Lignocelluloses are the most abundant renewable resource on the planet and are mainly comprised of three biopolymers: cellulose, hemicellulose and lignin. Recently, they have attracted attention as viable alternative renewable carbon resources to fossil fuels. Cellulose, which has a β-1,4-glucan chemical structure, and hemicellulose, which is mainly composed of hexoses and pentoses, can be converted to biofuels¹ and various raw materials (Fig. 1)² via chemical and biological reactions. Lignin is an aromatic biopolymer biosynthesized from phenylpropane via oxidative radical coupling, which can be transformed to significant aromatic building blocks of chemicals.³

Fig. 1 Chemical structures of furan compounds derived from polysaccharides in lignocellulosics.

After the United States Department of Energy established 12 chemical building blocks in 2004,⁴ research into the production of useful compounds and materials from carbohydrates in lignocellulosics has increased significantly. 5-Hydroxymethylfurfural (5-HMF), which can be synthesized from fructose and glucose, is a key intermediate and can be transformed into any one of the twelve chemical building blocks. 2,5-Furandicarboxylic acid, which is a candidate fuel source and a raw material in the production of plastics, can be prepared by oxidation of 5-HMF. Levulinic acid (Fig. 1), which is also one of the 12 building blocks, can be obtained from 5-HMF by hydrolysis reactions under acidic conditions.⁵

Swatloski et al. have reported that ionic liquids (ILs), which are organic salts with melting points below around 100 °C, can dissolve cellulose.⁶ Subsequently, studies on the treatment of lignocellulosics with ILs has been increasing.^7,8 The reaction behaviors of cellulose and wood with imidazolium or pyridinium-based ILs have been investigated⁹ and a morphological study of wood with ILs has been published.¹⁰

Many groups have attempted to convert lignocellulosics, or lignocellulosics-related compounds, into useful compounds using different ILs. Saccharides (e.g., glucose, fructose and cellulose) with different ILs have been used mainly as starting materials in the production of 5-HMF.^11–16 In some examples, 5-HMF could be produced from the saccharides with the use of a catalyst.^11–16 There have been few studies, however, examining the production of lignocellulosics from wood, and all of these have used ILs with lower volumes of water and dried samples. Application of IL–water systems for the treatment of lignocellulosics provides several advantages over other methods.

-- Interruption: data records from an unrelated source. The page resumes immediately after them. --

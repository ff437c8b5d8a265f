use color_eyre::{eyre::eyre, Result};
use serde::Deserialize;
use std::path::{Path, PathBuf};
use std::time::Duration;

#[derive(Debug, Clone, Deserialize)]
#[serde(default)]
pub struct Config {
  /// Default tracing filter when RUST_LOG is unset
  pub log_level: String,
  pub connectivity: ConnectivityMode,
  /// Address dialled to decide connectivity in `auto` mode
  pub probe_addr: String,
  /// Upper bound on each remote call, in seconds
  pub timeout_secs: u64,
  pub rhymes: RhymesConfig,
  pub weather: WeatherConfig,
  pub chat: ChatConfig,
}

impl Default for Config {
  fn default() -> Self {
    Self {
      log_level: "info".to_string(),
      connectivity: ConnectivityMode::Auto,
      probe_addr: "1.1.1.1:443".to_string(),
      timeout_secs: 10,
      rhymes: RhymesConfig::default(),
      weather: WeatherConfig::default(),
      chat: ChatConfig::default(),
    }
  }
}

#[derive(Debug, Clone, Copy, Default, Deserialize, PartialEq, Eq)]
#[serde(rename_all = "lowercase")]
pub enum ConnectivityMode {
  /// Probe `probe_addr` at startup
  #[default]
  Auto,
  Online,
  Offline,
}

#[derive(Debug, Clone, Deserialize)]
#[serde(default)]
pub struct RhymesConfig {
  pub api_url: String,
  /// Bundled rhyme table (`[{ "word": .., "rhymes": [..] }]`)
  pub table: Option<PathBuf>,
  /// Number of trailing letters used to match the table
  pub suffix_len: usize,
  /// Candidates requested from the API before ranking
  pub candidates: usize,
  pub max_results: usize,
  /// Keep only candidates with the same estimated syllable count
  pub match_syllables: bool,
  /// Write API answers back into the table
  pub persist_remote: bool,
  pub fallback: String,
}

impl Default for RhymesConfig {
  fn default() -> Self {
    Self {
      api_url: "https://api.datamuse.com/words".to_string(),
      table: None,
      suffix_len: 3,
      candidates: 50,
      max_results: 10,
      match_syllables: true,
      persist_remote: false,
      fallback: "no matching words found".to_string(),
    }
  }
}

#[derive(Debug, Clone, Deserialize)]
#[serde(default)]
pub struct WeatherConfig {
  pub api_url: String,
  /// How long a cached observation stays valid
  pub ttl_minutes: i64,
  pub persist_remote: bool,
  pub fallback: String,
}

impl WeatherConfig {
  /// Lifetime of a cached observation. Errors when `ttl_minutes` is not
  /// positive or too large to represent.
  pub fn ttl(&self) -> Result<chrono::Duration> {
    if self.ttl_minutes <= 0 {
      return Err(eyre!("weather.ttl_minutes must be positive"));
    }
    chrono::Duration::try_minutes(self.ttl_minutes)
      .ok_or_else(|| eyre!("weather.ttl_minutes is out of range: {}", self.ttl_minutes))
  }
}

impl Default for WeatherConfig {
  fn default() -> Self {
    Self {
      api_url: "https://api.weatherbit.io/v2.0/current".to_string(),
      ttl_minutes: 30,
      persist_remote: true,
      fallback: "Error: No weather data available.".to_string(),
    }
  }
}

#[derive(Debug, Clone, Deserialize)]
#[serde(default)]
pub struct ChatConfig {
  pub server_url: String,
  pub history_limit: usize,
}

impl Default for ChatConfig {
  fn default() -> Self {
    Self {
      server_url: "http://localhost:3000/chat".to_string(),
      history_limit: 20,
    }
  }
}

impl Config {
  /// Load configuration from file.
  ///
  /// Search order:
  /// 1. Explicit path if provided
  /// 2. ./localfirst.yaml (current directory)
  /// 3. $XDG_CONFIG_HOME/localfirst/config.yaml
  ///
  /// Without a config file every setting takes its default.
  pub fn load(explicit_path: Option<&Path>) -> Result<Self> {
    let path = if let Some(p) = explicit_path {
      if p.exists() {
        Some(p.to_path_buf())
      } else {
        return Err(eyre!("Config file not found: {}", p.display()));
      }
    } else {
      Self::find_config_file()
    };

    let config = match path {
      Some(p) => Self::load_from_path(&p)?,
      None => Self::default(),
    };
    config.validate()?;
    Ok(config)
  }

  fn find_config_file() -> Option<PathBuf> {
    // Check current directory
    let local = PathBuf::from("localfirst.yaml");
    if local.exists() {
      return Some(local);
    }

    // Check XDG config directory
    if let Some(config_dir) = dirs::config_dir() {
      let xdg_path = config_dir.join("localfirst").join("config.yaml");
      if xdg_path.exists() {
        return Some(xdg_path);
      }
    }

    None
  }

  fn load_from_path(path: &Path) -> Result<Self> {
    let contents = std::fs::read_to_string(path)
      .map_err(|e| eyre!("Failed to read config file {}: {}", path.display(), e))?;

    let config: Config = serde_yaml::from_str(&contents)
      .map_err(|e| eyre!("Failed to parse config file {}: {}", path.display(), e))?;

    Ok(config)
  }

  fn validate(&self) -> Result<()> {
    if self.rhymes.suffix_len == 0 {
      return Err(eyre!("rhymes.suffix_len must be at least 1"));
    }
    self.weather.ttl()?;
    if self.timeout_secs == 0 {
      return Err(eyre!("timeout_secs must be positive"));
    }
    Ok(())
  }

  pub fn timeout(&self) -> Duration {
    Duration::from_secs(self.timeout_secs)
  }

  /// Get the Weatherbit API key from environment variables.
  ///
  /// Checks LOCALFIRST_WEATHER_KEY first, then WEATHERBIT_API_KEY as fallback.
  pub fn get_weather_key() -> Result<String> {
    std::env::var("LOCALFIRST_WEATHER_KEY")
      .or_else(|_| std::env::var("WEATHERBIT_API_KEY"))
      .map_err(|_| {
        eyre!(
          "Weather API key not found. Set LOCALFIRST_WEATHER_KEY or WEATHERBIT_API_KEY environment variable."
        )
      })
  }
}

/// Directory for the cache database and log files.
pub fn data_dir() -> Result<PathBuf> {
  let data_dir = dirs::data_dir()
    .or_else(|| dirs::home_dir().map(|p| p.join(".local/share")))
    .ok_or_else(|| eyre!("Could not determine data directory"))?;

  Ok(data_dir.join("localfirst"))
}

First, the drying of lignocellulosics is often required because they contain water, but if an IL–water method is used, then this drying step can be removed from the production process. Second, the solid-state ILs at ambient temperature and dissolved in water can behave as solvents for the biorefinery of lignocellulosics. Thereby, many different IL–water solvent systems can be used for the treatment of lignocellulosics. Third, the addition of water to IL reduces the financial cost and the potential environmental impact because the total volume of ILs that is needed can be reduced. Recently, Abe et al. reported tetra-n-butylammonium hydroxide and tetra-n-phosphonium hydroxide that contained water successfully dissolved wood at room temperature,¹⁷ and solutions of ILs and acids were employed as pretreatments in the production of bioethanol via saccharification.¹⁸

Although IL–water mixtures are attractive solvent systems, and have great potential for the conversion of lignocellulosics to valuable compounds, studies on the treatment for lignocellulosics with IL–water mixtures have not been undertaken in detail. In this paper, we report the analysis of the soluble fractions obtained from Cryptomeria japonica treated with IL–water mixtures, without catalysts, and describe the identification of 2-HAF from the sample.

2. Experimental

2.1 Materials

All solvents were of analytical grade and purchased from Wako Pure Chemical Industries Ltd (Osaka, Japan) or Sigma-Aldrich (St. Louis, MO). Ionic liquids and authentic samples of furan compounds were purchased from Tokyo Chemical Industry Co., Ltd (Tokyo, Japan), Wako Pure Chemical Industries Ltd or Sigma-Aldrich. Chloroform-d was purchased from Cambridge Isotope Laboratories Inc. (Andover, MA). Milli-Q water was used for IL treatments and HPLC analysis. C. japonica (Japanese cedar) was ground in a Wiley-mill to a particle size between 90 and 180 μm and then successively extracted with ethanol/benzene (1/2, v/v) for 6 h in a Soxhlet extractor to remove several extractives in C. japonica. The extracted wood powders were dried in an oven at 105 °C for 24 h prior to further processing (see Section 2.4).

2.2 Instruments

¹H NMR spectra were recorded on a Bruker AVANCE400 operating at 400 MHz. Chemical shifts (δ) are given in ppm relative to tetramethylsilane (δ 0.00 ppm) or CHCl₃ (δ 7.26 ppm) as internal standards. Mass spectra were obtained on a Shimadzu GC-MS (Shimadzu Co., Ltd, Kyoto, Japan) equipped with a DB-5MS column (30 m × 0.25 mm i.d., 0.25 μm film thickness, Agilent Technologies, USA). Analytical thin-layer chromatography (TLC) was performed on Merck pre-coated silica gel plates (Kiesel gel 60F₂₅₄ plate, 0.25 mm thick; Merck, USA) and silica gel column chromatography was carried out on a Kanto Chemical silica gel 60N (spherical, neutral, 63–210 μm). HPLC separation was conducted on a Shimadzu Prominence (Shimadzu Co., Ltd, Kyoto, Japan) equipped with an LC-20AD pump, a CTO-20A column oven, and an SPD-M20A photodiode array. The HPLC conditions were: Aminex HPX-87H column (Bio-Rad Laboratories, Inc., Hercules, CA), a flow rate of 0.6 mL min⁻¹, 5 mM H₂SO₄ as the mobile phase using a column temperature of 45 °C, and sample detection via UV absorbance at 280 nm.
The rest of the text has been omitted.